### [YOUR INSTRUCTIONS]
Whenever the word "fresh" turns up in a line of the data below, copy that line.

### [Data records]
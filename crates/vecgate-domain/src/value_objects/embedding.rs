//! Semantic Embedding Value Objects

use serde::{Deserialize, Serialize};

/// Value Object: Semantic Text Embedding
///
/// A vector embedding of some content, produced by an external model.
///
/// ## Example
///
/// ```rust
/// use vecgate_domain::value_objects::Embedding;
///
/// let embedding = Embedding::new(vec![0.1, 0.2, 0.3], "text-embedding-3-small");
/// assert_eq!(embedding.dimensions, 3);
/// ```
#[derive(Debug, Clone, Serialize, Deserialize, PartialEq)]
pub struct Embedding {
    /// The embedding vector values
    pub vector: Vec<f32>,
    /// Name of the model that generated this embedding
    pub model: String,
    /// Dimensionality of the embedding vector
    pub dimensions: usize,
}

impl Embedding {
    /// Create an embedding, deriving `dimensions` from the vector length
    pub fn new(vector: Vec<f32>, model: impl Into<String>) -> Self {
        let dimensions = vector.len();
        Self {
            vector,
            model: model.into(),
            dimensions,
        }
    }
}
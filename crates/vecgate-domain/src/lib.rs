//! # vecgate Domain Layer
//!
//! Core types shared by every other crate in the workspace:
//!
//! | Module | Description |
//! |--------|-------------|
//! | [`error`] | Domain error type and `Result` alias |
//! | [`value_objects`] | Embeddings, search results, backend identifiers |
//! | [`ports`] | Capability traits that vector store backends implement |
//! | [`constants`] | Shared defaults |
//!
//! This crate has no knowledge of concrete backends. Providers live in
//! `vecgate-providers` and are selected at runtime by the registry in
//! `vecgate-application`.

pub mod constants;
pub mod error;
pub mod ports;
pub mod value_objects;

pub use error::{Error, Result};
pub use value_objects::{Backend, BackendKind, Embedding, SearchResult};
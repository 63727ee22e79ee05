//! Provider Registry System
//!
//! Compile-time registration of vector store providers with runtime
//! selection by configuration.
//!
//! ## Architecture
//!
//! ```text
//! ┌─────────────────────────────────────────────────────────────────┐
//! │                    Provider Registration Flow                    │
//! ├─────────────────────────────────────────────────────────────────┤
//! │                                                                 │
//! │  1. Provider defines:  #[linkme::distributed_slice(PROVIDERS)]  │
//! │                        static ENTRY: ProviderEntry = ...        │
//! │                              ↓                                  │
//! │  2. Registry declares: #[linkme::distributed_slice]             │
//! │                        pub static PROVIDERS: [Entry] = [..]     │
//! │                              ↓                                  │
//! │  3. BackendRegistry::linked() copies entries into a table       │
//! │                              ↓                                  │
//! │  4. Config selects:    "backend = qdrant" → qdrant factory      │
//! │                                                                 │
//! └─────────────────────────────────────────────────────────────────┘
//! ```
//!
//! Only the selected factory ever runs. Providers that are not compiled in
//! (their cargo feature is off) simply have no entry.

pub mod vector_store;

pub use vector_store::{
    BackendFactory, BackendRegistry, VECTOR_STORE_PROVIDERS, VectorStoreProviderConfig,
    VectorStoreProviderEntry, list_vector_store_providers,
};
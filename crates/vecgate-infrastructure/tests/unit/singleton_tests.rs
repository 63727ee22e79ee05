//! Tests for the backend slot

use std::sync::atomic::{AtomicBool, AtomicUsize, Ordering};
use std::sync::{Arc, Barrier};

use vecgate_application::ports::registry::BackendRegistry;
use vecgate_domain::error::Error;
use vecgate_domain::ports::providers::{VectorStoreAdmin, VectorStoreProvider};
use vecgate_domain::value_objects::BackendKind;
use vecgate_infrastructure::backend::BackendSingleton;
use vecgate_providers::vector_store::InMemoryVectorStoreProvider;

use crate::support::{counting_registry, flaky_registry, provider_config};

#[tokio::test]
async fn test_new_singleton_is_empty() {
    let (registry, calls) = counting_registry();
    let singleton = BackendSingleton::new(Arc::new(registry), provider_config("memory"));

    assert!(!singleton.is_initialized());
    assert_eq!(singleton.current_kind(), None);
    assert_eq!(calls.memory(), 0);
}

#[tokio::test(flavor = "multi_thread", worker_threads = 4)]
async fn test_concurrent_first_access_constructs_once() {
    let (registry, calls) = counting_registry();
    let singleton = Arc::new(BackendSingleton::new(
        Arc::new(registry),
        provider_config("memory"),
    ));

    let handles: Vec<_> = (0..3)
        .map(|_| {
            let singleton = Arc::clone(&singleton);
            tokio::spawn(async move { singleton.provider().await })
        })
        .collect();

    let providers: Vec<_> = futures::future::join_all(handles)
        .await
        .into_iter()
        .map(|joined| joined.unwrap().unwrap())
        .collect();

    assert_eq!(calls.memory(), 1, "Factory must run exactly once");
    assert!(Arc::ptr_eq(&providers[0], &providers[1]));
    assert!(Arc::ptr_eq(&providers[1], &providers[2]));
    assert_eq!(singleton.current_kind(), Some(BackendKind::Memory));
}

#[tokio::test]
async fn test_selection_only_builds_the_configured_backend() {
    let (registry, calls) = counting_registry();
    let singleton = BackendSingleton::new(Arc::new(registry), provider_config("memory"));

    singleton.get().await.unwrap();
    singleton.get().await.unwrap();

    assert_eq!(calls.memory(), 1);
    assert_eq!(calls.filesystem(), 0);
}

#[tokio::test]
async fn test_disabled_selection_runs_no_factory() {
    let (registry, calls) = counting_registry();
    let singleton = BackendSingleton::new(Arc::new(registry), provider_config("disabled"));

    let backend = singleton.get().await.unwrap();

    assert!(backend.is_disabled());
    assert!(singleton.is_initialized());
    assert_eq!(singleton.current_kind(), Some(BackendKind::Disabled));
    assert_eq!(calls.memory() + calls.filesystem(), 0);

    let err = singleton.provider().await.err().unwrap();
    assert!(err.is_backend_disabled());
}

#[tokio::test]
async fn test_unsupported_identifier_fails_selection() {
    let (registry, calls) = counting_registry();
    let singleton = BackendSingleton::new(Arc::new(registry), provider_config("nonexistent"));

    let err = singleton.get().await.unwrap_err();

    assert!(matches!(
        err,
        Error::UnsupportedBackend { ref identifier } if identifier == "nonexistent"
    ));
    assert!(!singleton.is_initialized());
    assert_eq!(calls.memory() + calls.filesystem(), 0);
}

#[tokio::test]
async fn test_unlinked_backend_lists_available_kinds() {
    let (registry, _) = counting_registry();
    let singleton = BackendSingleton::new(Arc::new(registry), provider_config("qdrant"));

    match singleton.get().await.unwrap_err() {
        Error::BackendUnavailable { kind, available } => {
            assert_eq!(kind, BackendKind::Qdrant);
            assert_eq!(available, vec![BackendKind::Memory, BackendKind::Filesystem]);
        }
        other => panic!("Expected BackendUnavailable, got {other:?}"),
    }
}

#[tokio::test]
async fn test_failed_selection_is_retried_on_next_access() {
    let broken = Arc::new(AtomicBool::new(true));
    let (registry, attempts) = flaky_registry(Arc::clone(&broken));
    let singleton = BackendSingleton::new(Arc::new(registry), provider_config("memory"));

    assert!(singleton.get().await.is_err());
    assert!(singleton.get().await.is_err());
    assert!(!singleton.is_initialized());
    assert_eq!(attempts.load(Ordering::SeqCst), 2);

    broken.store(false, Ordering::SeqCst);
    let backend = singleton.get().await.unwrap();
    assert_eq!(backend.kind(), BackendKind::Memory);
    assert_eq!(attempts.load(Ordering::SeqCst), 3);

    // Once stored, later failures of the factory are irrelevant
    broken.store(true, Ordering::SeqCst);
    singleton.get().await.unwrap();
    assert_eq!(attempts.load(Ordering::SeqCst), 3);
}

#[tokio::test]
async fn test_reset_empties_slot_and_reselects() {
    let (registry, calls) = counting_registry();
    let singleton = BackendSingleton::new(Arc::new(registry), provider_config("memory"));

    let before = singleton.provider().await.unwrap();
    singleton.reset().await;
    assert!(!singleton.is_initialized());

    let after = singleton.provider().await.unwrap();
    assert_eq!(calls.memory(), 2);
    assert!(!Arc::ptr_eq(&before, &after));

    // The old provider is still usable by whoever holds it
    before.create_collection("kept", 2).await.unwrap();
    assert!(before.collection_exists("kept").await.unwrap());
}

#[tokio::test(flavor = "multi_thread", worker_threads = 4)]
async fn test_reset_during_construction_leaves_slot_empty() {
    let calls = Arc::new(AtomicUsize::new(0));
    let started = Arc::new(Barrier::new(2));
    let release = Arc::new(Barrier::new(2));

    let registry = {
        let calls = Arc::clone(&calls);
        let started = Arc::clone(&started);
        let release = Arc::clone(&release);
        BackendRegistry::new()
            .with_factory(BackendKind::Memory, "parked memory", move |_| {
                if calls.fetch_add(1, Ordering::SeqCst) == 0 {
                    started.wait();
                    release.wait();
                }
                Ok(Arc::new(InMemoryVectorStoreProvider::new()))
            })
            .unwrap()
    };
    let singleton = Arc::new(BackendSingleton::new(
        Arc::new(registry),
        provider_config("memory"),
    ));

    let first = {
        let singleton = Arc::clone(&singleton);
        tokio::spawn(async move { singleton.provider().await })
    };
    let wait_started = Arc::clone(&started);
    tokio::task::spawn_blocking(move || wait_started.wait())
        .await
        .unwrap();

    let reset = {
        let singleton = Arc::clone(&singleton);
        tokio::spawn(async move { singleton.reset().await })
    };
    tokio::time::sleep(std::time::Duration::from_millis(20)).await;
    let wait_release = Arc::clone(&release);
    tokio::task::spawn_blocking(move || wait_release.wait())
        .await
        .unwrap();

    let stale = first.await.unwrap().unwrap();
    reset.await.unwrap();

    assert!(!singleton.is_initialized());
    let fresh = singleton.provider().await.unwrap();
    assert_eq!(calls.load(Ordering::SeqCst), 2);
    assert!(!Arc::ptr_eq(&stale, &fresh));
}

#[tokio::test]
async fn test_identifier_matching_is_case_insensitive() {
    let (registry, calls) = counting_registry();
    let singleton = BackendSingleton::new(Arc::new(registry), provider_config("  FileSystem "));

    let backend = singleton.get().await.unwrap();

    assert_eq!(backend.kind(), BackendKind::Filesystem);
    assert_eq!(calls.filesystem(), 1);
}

### [TASK ANSWER]
    let fresh = singleton.provider().await.unwrap();
    assert!(!Arc::ptr_eq(&stale, &fresh));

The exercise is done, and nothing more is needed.